The FCA recently released its Retirement Income Data to help advisers understand the retirement landscape and how their clients are looking at retirement. The data looks at trends in pension withdrawal rates, DB to DC pension transfers received as well as the use of advice when clients purchase retirement products, amongst other metrics.

15 November 2022

In FE fundinfo’s annual adviser survey, we discovered that three quarters of advisers believe that either a 3% or 4% annual drawdown rate would be sustainable – this was against the backdrop of rising interest rates and inflation. The same survey also revealed that sequencing risk – a market fall early in retirement reducing the length that a portfolio will last – is still seen as the biggest risk a client can face, according to advisers.

The FCA recently released its Retirement Income Data and the latest figures give us an interesting view of the current retirement landscape.
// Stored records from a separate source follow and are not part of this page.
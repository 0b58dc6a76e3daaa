//! The query expression tree that the translator consumes.

use std::fmt;

use crate::{bson::Bson, linq::Serializer};

/// The query operators that become pipeline stages.
#[derive(Clone, Copy, Debug, PartialEq, Eq, Hash, derive_more::Display)]
#[non_exhaustive]
#[allow(missing_docs)]
pub enum QueryMethod {
    Where,
    Select,
    GroupBy,
    OrderBy,
    OrderByDescending,
    ThenBy,
    ThenByDescending,
    SelectMany,
    Distinct,
    OfType,
    Skip,
    Take,
}

/// Methods applied to a sequence held inside a document, such as the elements of a group or an
/// array field.
#[derive(Clone, Copy, Debug, PartialEq, Eq, Hash, derive_more::Display)]
#[non_exhaustive]
#[allow(missing_docs)]
pub enum SequenceMethod {
    Count,
    LongCount,
    Min,
    Max,
    Sum,
    Average,
    First,
    Last,
    Contains,
}

/// The method of a [`Expression::Call`].
#[derive(Clone, Copy, Debug, PartialEq, Eq, Hash, derive_more::Display, derive_more::From)]
pub enum Method {
    #[display("{_0}")]
    Query(QueryMethod),
    #[display("{_0}")]
    Sequence(SequenceMethod),
}

#[derive(Clone, Copy, Debug, PartialEq, Eq, Hash, derive_more::Display)]
#[non_exhaustive]
#[allow(missing_docs)]
pub enum BinaryOperator {
    #[display("==")]
    Equal,
    #[display("!=")]
    NotEqual,
    #[display(">")]
    GreaterThan,
    #[display(">=")]
    GreaterThanOrEqual,
    #[display("<")]
    LessThan,
    #[display("<=")]
    LessThanOrEqual,
    #[display("&&")]
    AndAlso,
    #[display("||")]
    OrElse,
    #[display("+")]
    Add,
    #[display("-")]
    Subtract,
    #[display("*")]
    Multiply,
    #[display("/")]
    Divide,
    #[display("%")]
    Modulo,
}

impl BinaryOperator {
    pub(crate) fn is_comparison(self) -> bool {
        matches!(
            self,
            Self::Equal
                | Self::NotEqual
                | Self::GreaterThan
                | Self::GreaterThanOrEqual
                | Self::LessThan
                | Self::LessThanOrEqual
        )
    }

    /// The operator to use when the operands trade places, e.g. `18 <= p.age` as `p.age >= 18`.
    pub(crate) fn flipped(self) -> Self {
        match self {
            Self::GreaterThan => Self::LessThan,
            Self::GreaterThanOrEqual => Self::LessThanOrEqual,
            Self::LessThan => Self::GreaterThan,
            Self::LessThanOrEqual => Self::GreaterThanOrEqual,
            other => other,
        }
    }
}

/// A node of a query expression.
///
/// A query is a chain of [`Expression::Call`]s of [`QueryMethod`]s whose first argument is the
/// upstream query, ending in an [`Expression::Queryable`] that stands for the collection. The
/// other arguments are usually [`Expression::Lambda`]s over the documents flowing through the
/// pipeline at that point.
#[derive(Clone, Debug, PartialEq)]
#[non_exhaustive]
#[allow(missing_docs)]
pub enum Expression {
    /// The collection a query starts from, with the shape of its documents.
    Queryable(Serializer),
    Constant(Bson),
    /// A reference to a lambda parameter.
    Parameter(String),
    /// Access to a member of the value of `expression`.
    Member {
        expression: Box<Expression>,
        name: String,
    },
    Binary {
        operator: BinaryOperator,
        left: Box<Expression>,
        right: Box<Expression>,
    },
    Not(Box<Expression>),
    Lambda {
        parameters: Vec<String>,
        body: Box<Expression>,
    },
    Call {
        method: Method,
        arguments: Vec<Expression>,
    },
    /// Construction of an object from named members.
    New {
        members: Vec<(String, Expression)>,
    },
    /// A type named as a method argument, as in `OfType<Dog>()`.
    TypeName(String),
}

#[allow(missing_docs)]
impl Expression {
    pub fn queryable(serializer: impl Into<Serializer>) -> Self {
        Self::Queryable(serializer.into())
    }

    pub fn constant(value: impl Into<Bson>) -> Self {
        Self::Constant(value.into())
    }

    pub fn parameter(name: impl Into<String>) -> Self {
        Self::Parameter(name.into())
    }

    pub fn member(expression: impl Into<Expression>, name: impl Into<String>) -> Self {
        Self::Member {
            expression: Box::new(expression.into()),
            name: name.into(),
        }
    }

    pub fn lambda<S: Into<String>>(
        parameters: impl IntoIterator<Item = S>,
        body: impl Into<Expression>,
    ) -> Self {
        Self::Lambda {
            parameters: parameters.into_iter().map(Into::into).collect(),
            body: Box::new(body.into()),
        }
    }

    pub fn call(method: impl Into<Method>, arguments: Vec<Expression>) -> Self {
        Self::Call {
            method: method.into(),
            arguments,
        }
    }

    pub fn new_object<S: Into<String>>(members: impl IntoIterator<Item = (S, Expression)>) -> Self {
        Self::New {
            members: members
                .into_iter()
                .map(|(name, value)| (name.into(), value))
                .collect(),
        }
    }

    pub fn type_name(name: impl Into<String>) -> Self {
        Self::TypeName(name.into())
    }

    #[allow(clippy::should_implement_trait)]
    pub fn not(operand: impl Into<Expression>) -> Self {
        Self::Not(Box::new(operand.into()))
    }

    pub fn binary(
        operator: BinaryOperator,
        left: impl Into<Expression>,
        right: impl Into<Expression>,
    ) -> Self {
        Self::Binary {
            operator,
            left: Box::new(left.into()),
            right: Box::new(right.into()),
        }
    }

    pub fn eq(left: impl Into<Expression>, right: impl Into<Expression>) -> Self {
        Self::binary(BinaryOperator::Equal, left, right)
    }

    pub fn ne(left: impl Into<Expression>, right: impl Into<Expression>) -> Self {
        Self::binary(BinaryOperator::NotEqual, left, right)
    }

    pub fn gt(left: impl Into<Expression>, right: impl Into<Expression>) -> Self {
        Self::binary(BinaryOperator::GreaterThan, left, right)
    }

    pub fn gte(left: impl Into<Expression>, right: impl Into<Expression>) -> Self {
        Self::binary(BinaryOperator::GreaterThanOrEqual, left, right)
    }

    pub fn lt(left: impl Into<Expression>, right: impl Into<Expression>) -> Self {
        Self::binary(BinaryOperator::LessThan, left, right)
    }

    pub fn lte(left: impl Into<Expression>, right: impl Into<Expression>) -> Self {
        Self::binary(BinaryOperator::LessThanOrEqual, left, right)
    }

    pub fn and(left: impl Into<Expression>, right: impl Into<Expression>) -> Self {
        Self::binary(BinaryOperator::AndAlso, left, right)
    }

    pub fn or(left: impl Into<Expression>, right: impl Into<Expression>) -> Self {
        Self::binary(BinaryOperator::OrElse, left, right)
    }

    /// The parameters and body of a lambda.
    pub(crate) fn as_lambda(&self) -> Option<(&[String], &Expression)> {
        match self {
            Self::Lambda { parameters, body } => Some((parameters, body)),
            _ => None,
        }
    }
}

macro_rules! constant_from {
    ($($t:ty),*) => {
        $(
            impl From<$t> for Expression {
                fn from(value: $t) -> Self {
                    Self::Constant(value.into())
                }
            }
        )*
    };
}

constant_from!(i32, i64, f64, bool, &str, String, Bson);

impl fmt::Display for Expression {
    fn fmt(&self, f: &mut fmt::Formatter<'_>) -> fmt::Result {
        match self {
            Self::Queryable(serializer) => write!(f, "Queryable<{}>", serializer.type_name()),
            Self::Constant(value) => write!(f, "{value}"),
            Self::Parameter(name) | Self::TypeName(name) => f.write_str(name),
            Self::Member { expression, name } => write!(f, "{expression}.{name}"),
            Self::Binary {
                operator,
                left,
                right,
            } => write!(f, "({left} {operator} {right})"),
            Self::Not(operand) => write!(f, "!{operand}"),
            Self::Lambda { parameters, body } => match parameters.as_slice() {
                [parameter] => write!(f, "{parameter} => {body}"),
                parameters => write!(f, "({}) => {body}", parameters.join(", ")),
            },
            Self::Call { method, arguments } => {
                let (target, rest) = match arguments.split_first() {
                    Some((target, rest)) => (target.to_string(), rest),
                    None => (String::new(), &[][..]),
                };
                let rest: Vec<String> = rest.iter().map(ToString::to_string).collect();
                write!(f, "{target}.{method}({})", rest.join(", "))
            }
            Self::New { members } => {
                let members: Vec<String> = members
                    .iter()
                    .map(|(name, value)| format!("{name} = {value}"))
                    .collect();
                write!(f, "new {{ {} }}", members.join(", "))
            }
        }
    }
}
The data looks at trends in pension withdrawal rates, DB to DC pension transfers received as well as the use of advice when clients purchase retirement products, amongst other metrics. The regulator has collected this data since 2015 and they reveal insights into consumer behaviour and retirement income patterns.

Whilst drawdown (especially post-Pension Freedoms) has allowed clients to have more flexibility in how they access their retirement income, it requires the help of advisers and some financial planning.

What does the data say?

According to the FCA data, drawdowns saw an increase of 24% from 2020/21 to 2021/22 and the total number of pension plans accessed for the first time increased by 18% over the same period. 40% of regular withdrawals were done at an annual rate of over 8% of the pot size for the most recent year. The use of regulated financial advice and guidance, when making full withdrawals, marginally increased to 35% for the recent year; it stood at 33% for the previous year.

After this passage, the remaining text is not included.